Having a firm center of tested ROI producing keywords that can be optimized easier (or more completely) by having a URL and landing page optimized just for the ones that are the HR keywords, I think if focusing on a smaller segment steals just one HR client from the competition (due to focusing in on those keywords) can mean more profit in the end than attempting to corral the other 80%.
For example, in a market with 47 players and an average of 20-30 HR customers a month. If I am already getting two each month (or most months) following your system, if I optimize the HR keywords more, or better and instead of focusing in on attracting some of the 80% to round out the income, I spend enough to attract even one or two more HR customers a year, that is better than any of the competition gets, my other (support) costs are lower due to having fewer customers AND lots of the clients that are ’somewhat’ HR end up also attracted to me due to me NOT spending any time, money and focus on trying to attract that 80%; and more on HR keywords than the other 47 people in the market. Because of that, the part of the 80% most attracted to me are the top ones, that sort of get ’sucked up’ by the momentum because they are most like a real HR customer.

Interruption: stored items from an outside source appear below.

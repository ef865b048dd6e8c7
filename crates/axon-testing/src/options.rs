//! Command line options for the test harness.
//!
//! | Flag | Default | Effect |
//! |---|---|---|
//! | `--benchmarks` | off | Also run tests marked benchmark |
//! | `--noexamples` | off | Do not run tests marked example |
//! | `--optional` | off | Also run tests marked optional |
//! | `[FILTER]` | none | Only run cases whose id contains the substring |
//! | `--list` | off | List collected cases and exit |
//! | `--report-json <PATH>` | none | Write a JSON report |
//!
//! The three category flags can also be set through `AXON_BENCHMARKS`,
//! `AXON_NOEXAMPLES` and `AXON_OPTIONAL`; any value other than an empty
//! string, `0`, `false`, `no`, `off`, `n` or `f` turns the flag on.
//!
//! The flags `cargo test` and `cargo bench` forward to libtest harnesses are
//! accepted. `--skip <PATTERN>` drops cases whose id contains the pattern;
//! the rest are ignored.

use std::ffi::OsString;
use std::path::PathBuf;

use clap::builder::FalseyValueParser;
use clap::{ArgAction, Parser};
use serde::{Deserialize, Serialize};

/// Options controlling which tests run and how results are reported.
#[derive(Parser, Debug, Clone, PartialEq, Eq, Serialize, Deserialize)]
#[command(name = "axon-tests", about = "Run an Axon simulator test suite")]
#[allow(clippy::struct_excessive_bools)]
pub struct HarnessOptions {
    /// Also run benchmarking tests
    #[arg(
        long,
        env = "AXON_BENCHMARKS",
        action = ArgAction::SetTrue,
        value_parser = FalseyValueParser::new()
    )]
    pub benchmarks: bool,

    /// Do not run examples
    #[arg(
        long,
        env = "AXON_NOEXAMPLES",
        action = ArgAction::SetTrue,
        value_parser = FalseyValueParser::new()
    )]
    pub noexamples: bool,

    /// Also run optional tests that may use optional packages
    #[arg(
        long,
        env = "AXON_OPTIONAL",
        action = ArgAction::SetTrue,
        value_parser = FalseyValueParser::new()
    )]
    pub optional: bool,

    /// Only run cases whose id contains this substring
    #[arg(value_name = "FILTER")]
    pub filter: Option<String>,

    /// List collected cases without running them
    #[arg(long)]
    pub list: bool,

    /// Write a JSON report of all outcomes to this path
    #[arg(long, value_name = "PATH")]
    pub report_json: Option<PathBuf>,

    #[command(flatten)]
    #[serde(skip)]
    pub(crate) libtest: LibtestCompat,
}

/// Arguments libtest understands that have no effect on this harness.
#[derive(clap::Args, Debug, Clone, Default, PartialEq, Eq)]
#[allow(clippy::struct_excessive_bools)]
pub(crate) struct LibtestCompat {
    #[arg(long, hide = true)]
    nocapture: bool,
    #[arg(long, hide = true)]
    show_output: bool,
    #[arg(long, hide = true)]
    exact: bool,
    #[arg(long, hide = true)]
    ignored: bool,
    #[arg(long, hide = true)]
    include_ignored: bool,
    #[arg(long, hide = true)]
    bench: bool,
    #[arg(short, long, hide = true)]
    quiet: bool,
    #[arg(long, hide = true, value_name = "N")]
    test_threads: Option<usize>,
    #[arg(long, hide = true, value_name = "WHEN")]
    color: Option<String>,
    #[arg(long, hide = true, value_name = "FORMAT")]
    format: Option<String>,
    #[arg(long, hide = true, value_name = "PATTERN")]
    skip: Vec<String>,
}

impl Default for HarnessOptions {
    fn default() -> Self {
        Self {
            benchmarks: false,
            noexamples: false,
            optional: false,
            filter: None,
            list: false,
            report_json: None,
            libtest: LibtestCompat::default(),
        }
    }
}

impl HarnessOptions {
    /// Parse options from the process arguments and environment.
    #[must_use]
    pub fn from_env() -> Self {
        Self::parse()
    }

    /// Parse options from an explicit argument list (first item is the
    /// program name).
    pub fn from_args<I, T>(args: I) -> Self
    where
        I: IntoIterator<Item = T>,
        T: Into<OsString> + Clone,
    {
        Self::parse_from(args)
    }

    /// Whether tests marked example should run.
    #[must_use]
    pub const fn run_examples(&self) -> bool {
        !self.noexamples
    }

    /// Returns true if a case id passes the name filter and no `--skip`
    /// pattern. Matching is a case-sensitive substring test.
    #[must_use]
    pub fn matches(&self, case_id: &str) -> bool {
        self.filter
            .as_deref()
            .map_or(true, |filter| case_id.contains(filter))
            && !self
                .libtest
                .skip
                .iter()
                .any(|pattern| case_id.contains(pattern.as_str()))
    }
}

That make sense? For a while I had a client in spinal decompression (I still have him but he is expanding too quickly, etc. I am sure you’ve seen it before.) His biggest competition spent 20 times what he did in Adwords. The guy managing the account before me got twice the clicks, but in 6 months zero people came into the clinic off the web site (that we know of, the doctor isn’t good at tracking that, but no clients mentioned the site in 6 months). I had to guess at the HR keywords also because no one tracked anything at the clinic, but averaged 16-20 new clients a month that said they came in because of the web site they found through Google. And that was on half the clicks because I only bid on what I guessed to be the money keywords which were expensive with 47 people bidding on them. (I know guessing isn’t kosher, but I couldn’t even get the doctor to get a dedicated phone line for the web site. My guesses were based on people searching on difficult to spell medical conditions that most surgeons would not operate on, which meant they had already been condemned to constant pain for life, had a piece of paper with their disgnoses spelled correctly on it and were in desperate mode while searching. CTRs for those words were 33-75% but only 2-6 people searched those words each month & I had to out bid one guy who was spending 30K a month along with 46 other people in the game to one degree or another and I was on a $1500 budget.
I got 75-80% of the impressions of those words and at least half of them signed up according to the sr staff person who also said the ones that said they saw his clinic on the web always showed up with x-rays and MRIs in hand.)
Anyway, I think that worked. I am no genius and had to work with what I was able to get out of the staff in the way of statistics. I do know 8-10 new clients a month is better than zero prospects. Lol. How many of those became HR clients I can only guess; but I know from experience, when the Drums of Doom drown out everything else and suddenly hope appears and in most cases produces results better than hoped for, that tends to make an HR out of anyone!
Mark
PS-I know 20 clients for $1500 doesn’t sound good, but the average sale is $6000. and the cheapest keyword I wanted to bid on was $5-20 a piece. I could have easily tripled clicks, but the 2 months I did that, people stopped mentioning the web site.